Word for word, restate each of the records below.
══ Entries supplied
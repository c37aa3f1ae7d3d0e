use std::fmt;

/// Instruction set of the VM.
///
/// The discriminants are the opcode numbers stored in the low 48 bits of an
/// instruction's control word.
#[derive(Debug, Clone, Copy, PartialEq, Eq, Hash, PartialOrd, Ord)]
#[repr(u8)]
pub enum Opcode {
    // ========================================
    // Memory
    // ========================================
    Put = 0,
    Cls = 1,
    St = 2,
    Mst = 3,
    Ld = 4,
    Mld = 5,
    Swp = 6,

    // ========================================
    // Arithmetic
    // ========================================
    Add = 7,
    Sub = 8,
    Neg = 9,
    Mul = 10,
    Div = 11,
    Mod = 12,

    // ========================================
    // Strings
    // ========================================
    Len = 13,
    Ins = 14,
    Cat = 15,
    Sbs = 16,
    Cmp = 17,
    Casi = 18,
    Iasc = 19,
    Stoi = 20,
    Itos = 21,

    // ========================================
    // Control Flow
    // ========================================
    Jmp = 22,
    Jb = 23,
    Je = 24,
    Ja = 25,

    // ========================================
    // Misc
    // ========================================
    Nop = 26,
    Type = 27,
    /// Reserved; has no execution semantics and traps when reached.
    Run = 28,
}

/// Operand count accepted by an opcode.
#[derive(Debug, Clone, Copy, PartialEq, Eq)]
pub enum Arity {
    Exactly(usize),
    /// Either of the two counts.
    Either(usize, usize),
}

impl Arity {
    pub fn accepts(self, count: usize) -> bool {
        match self {
            Arity::Exactly(n) => n == count,
            Arity::Either(a, b) => count == a || count == b,
        }
    }

    /// The count reported in diagnostics.
    pub fn expected(self) -> usize {
        match self {
            Arity::Exactly(n) => n,
            Arity::Either(_, b) => b,
        }
    }
}

impl Opcode {
    pub const ALL: [Opcode; 29] = [
        Opcode::Put,
        Opcode::Cls,
        Opcode::St,
        Opcode::Mst,
        Opcode::Ld,
        Opcode::Mld,
        Opcode::Swp,
        Opcode::Add,
        Opcode::Sub,
        Opcode::Neg,
        Opcode::Mul,
        Opcode::Div,
        Opcode::Mod,
        Opcode::Len,
        Opcode::Ins,
        Opcode::Cat,
        Opcode::Sbs,
        Opcode::Cmp,
        Opcode::Casi,
        Opcode::Iasc,
        Opcode::Stoi,
        Opcode::Itos,
        Opcode::Jmp,
        Opcode::Jb,
        Opcode::Je,
        Opcode::Ja,
        Opcode::Nop,
        Opcode::Type,
        Opcode::Run,
    ];

    /// Decode an opcode number. Unknown numbers are not an error here;
    /// the engine traps on them when they are reached.
    pub fn from_code(code: u64) -> Option<Opcode> {
        usize::try_from(code)
            .ok()
            .and_then(|i| Self::ALL.get(i).copied())
    }

    pub fn code(self) -> u64 {
        self as u64
    }

    /// Returns the mnemonic, as used by the assembler and in diagnostics.
    pub fn name(self) -> &'static str {
        match self {
            Opcode::Put => "PUT",
            Opcode::Cls => "CLS",
            Opcode::St => "ST",
            Opcode::Mst => "MST",
            Opcode::Ld => "LD",
            Opcode::Mld => "MLD",
            Opcode::Swp => "SWP",
            Opcode::Add => "ADD",
            Opcode::Sub => "SUB",
            Opcode::Neg => "NEG",
            Opcode::Mul => "MUL",
            Opcode::Div => "DIV",
            Opcode::Mod => "MOD",
            Opcode::Len => "LEN",
            Opcode::Ins => "INS",
            Opcode::Cat => "CAT",
            Opcode::Sbs => "SBS",
            Opcode::Cmp => "CMP",
            Opcode::Casi => "CASI",
            Opcode::Iasc => "IASC",
            Opcode::Stoi => "STOI",
            Opcode::Itos => "ITOS",
            Opcode::Jmp => "JMP",
            Opcode::Jb => "JB",
            Opcode::Je => "JE",
            Opcode::Ja => "JA",
            Opcode::Nop => "NOP",
            Opcode::Type => "TYPE",
            Opcode::Run => "RUN",
        }
    }

    pub fn arity(self) -> Arity {
        match self {
            Opcode::Neg | Opcode::Len | Opcode::Iasc | Opcode::Nop => Arity::Exactly(0),
            Opcode::Put
            | Opcode::Cls
            | Opcode::Add
            | Opcode::Sub
            | Opcode::Mul
            | Opcode::Div
            | Opcode::Mod
            | Opcode::Cat
            | Opcode::Cmp
            | Opcode::Casi
            | Opcode::Stoi
            | Opcode::Itos
            | Opcode::Jmp
            | Opcode::Jb
            | Opcode::Ja
            | Opcode::Run => Arity::Exactly(1),
            Opcode::St
            | Opcode::Mst
            | Opcode::Ld
            | Opcode::Mld
            | Opcode::Swp
            | Opcode::Ins
            | Opcode::Sbs
            | Opcode::Je => Arity::Exactly(2),
            Opcode::Type => Arity::Either(0, 1),
        }
    }

    pub fn is_reserved(self) -> bool {
        matches!(self, Opcode::Run)
    }

    /// Whether operand 0 is a jump target.
    pub fn is_jump(self) -> bool {
        matches!(self, Opcode::Jmp | Opcode::Jb | Opcode::Je | Opcode::Ja)
    }
}

impl fmt::Display for Opcode {
    fn fmt(&self, f: &mut fmt::Formatter<'_>) -> fmt::Result {
        f.write_str(self.name())
    }
}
════
■ **Answer below**
repository c37aa3f1ae7d3d0e
use std::fmt;

/// Instruction set of the VM.
///
/// The discriminants are the opcode numbers stored in the low 48 bits of an
/// instruction's control word.
#[derive(Debug, Clone, Copy, PartialEq, Eq, Hash, PartialOrd, Ord)]
#[repr(u8)]
pub enum Opcode {
    // ========================================
    // Memory
    // ========================================
    Put = 0,
    Cls = 1,
    St = 2,
    Mst = 3,
    Ld = 4,
    Mld = 5,
    Swp = 6,

    // ========================================
    // Arithmetic
    // ========================================
    Add = 7,
    Sub = 8,
    Neg = 9,
    Mul = 10,
    Div = 11,
    Mod = 12,

    // ========================================
    // Strings
    // ========================================
    Len = 13,
    Ins = 14,
    Cat = 15,
    Sbs = 16,
    Cmp = 17,
    Casi = 18,
    Iasc = 19,
    Stoi = 20,
    Itos = 21,

    // ========================================
    // Control Flow
    // ========================================
    Jmp = 22,
    Jb = 23,
    Je = 24,
    Ja = 25,

    // ========================================
    // Misc
    // ========================================
    Nop = 26,
    Type = 27,
    /// Reserved; has no execution semantics and traps when reached.
    Run = 28,
}

/// Operand count accepted by an opcode.
#[derive(Debug, Clone, Copy, PartialEq, Eq)]
pub enum Arity {
    Exactly(usize),
    /// Either of the two counts.
    Either(usize, usize),
}

impl Arity {
    pub fn accepts(self, count: usize) -> bool {
        match self {
            Arity::Exactly(n) => n == count,
            Arity::Either(a, b) => count == a || count == b,
        }
    }

    /// The count reported in diagnostics.
    pub fn expected(self) -> usize {
        match self {
            Arity::Exactly(n) => n,
            Arity::Either(_, b) => b,
        }
    }
}

impl Opcode {
    pub const ALL: [Opcode; 29] = [
        Opcode::Put,
        Opcode::Cls,
        Opcode::St,
        Opcode::Mst,
        Opcode::Ld,
        Opcode::Mld,
        Opcode::Swp,
        Opcode::Add,
        Opcode::Sub,
        Opcode::Neg,
        Opcode::Mul,
        Opcode::Div,
        Opcode::Mod,
        Opcode::Len,
        Opcode::Ins,
        Opcode::Cat,
        Opcode::Sbs,
        Opcode::Cmp,
        Opcode::Casi,
        Opcode::Iasc,
        Opcode::Stoi,
        Opcode::Itos,
        Opcode::Jmp,
        Opcode::Jb,
        Opcode::Je,
        Opcode::Ja,
        Opcode::Nop,
        Opcode::Type,
        Opcode::Run,
    ];

    /// Decode an opcode number. Unknown numbers are not an error here;
    /// the engine traps on them when they are reached.
    pub fn from_code(code: u64) -> Option<Opcode> {
        usize::try_from(code)
            .ok()
            .and_then(|i| Self::ALL.get(i).copied())
    }

    pub fn code(self) -> u64 {
        self as u64
    }

    /// Returns the mnemonic, as used by the assembler and in diagnostics.
    pub fn name(self) -> &'static str {
        match self {
            Opcode::Put => "PUT",
            Opcode::Cls => "CLS",
            Opcode::St => "ST",
            Opcode::Mst => "MST",
            Opcode::Ld => "LD",
            Opcode::Mld => "MLD",
            Opcode::Swp => "SWP",
            Opcode::Add => "ADD",
            Opcode::Sub => "SUB",
            Opcode::Neg => "NEG",
            Opcode::Mul => "MUL",
            Opcode::Div => "DIV",
            Opcode::Mod => "MOD",
            Opcode::Len => "LEN",
            Opcode::Ins => "INS",
            Opcode::Cat => "CAT",
            Opcode::Sbs => "SBS",
            Opcode::Cmp => "CMP",
            Opcode::Casi => "CASI",
            Opcode::Iasc => "IASC",
            Opcode::Stoi => "STOI",
            Opcode::Itos => "ITOS",
            Opcode::Jmp => "JMP",
            Opcode::Jb => "JB",
            Opcode::Je => "JE",
            Opcode::Ja => "JA",
            Opcode::Nop => "NOP",
            Opcode::Type => "TYPE",
            Opcode::Run => "RUN",
        }
    }

    pub fn arity(self) -> Arity {
        match self {
            Opcode::Neg | Opcode::Len | Opcode::Iasc | Opcode::Nop => Arity::Exactly(0),
            Opcode::Put
            | Opcode::Cls
            | Opcode::Add
            | Opcode::Sub
            | Opcode::Mul
            | Opcode::Div
            | Opcode::Mod
            | Opcode::Cat
            | Opcode::Cmp
            | Opcode::Casi
            | Opcode::Stoi
            | Opcode::Itos
            | Opcode::Jmp
            | Opcode::Jb
            | Opcode::Ja
            | Opcode::Run => Arity::Exactly(1),
            Opcode::St
            | Opcode::Mst
            | Opcode::Ld
            | Opcode::Mld
            | Opcode::Swp
            | Opcode::Ins
            | Opcode::Sbs
            | Opcode::Je => Arity::Exactly(2),
            Opcode::Type => Arity::Either(0, 1),
        }
    }

    pub fn is_reserved(self) -> bool {
        matches!(self, Opcode::Run)
    }

    /// Whether operand 0 is a jump target.
    pub fn is_jump(self) -> bool {
        matches!(self, Opcode::Jmp | Opcode::Jb | Opcode::Je | Opcode::Ja)
    }
}

impl fmt::Display for Opcode {
    fn fmt(&self, f: &mut fmt::Formatter<'_>) -> fmt::Result {
        f.write_str(self.name())
    }
}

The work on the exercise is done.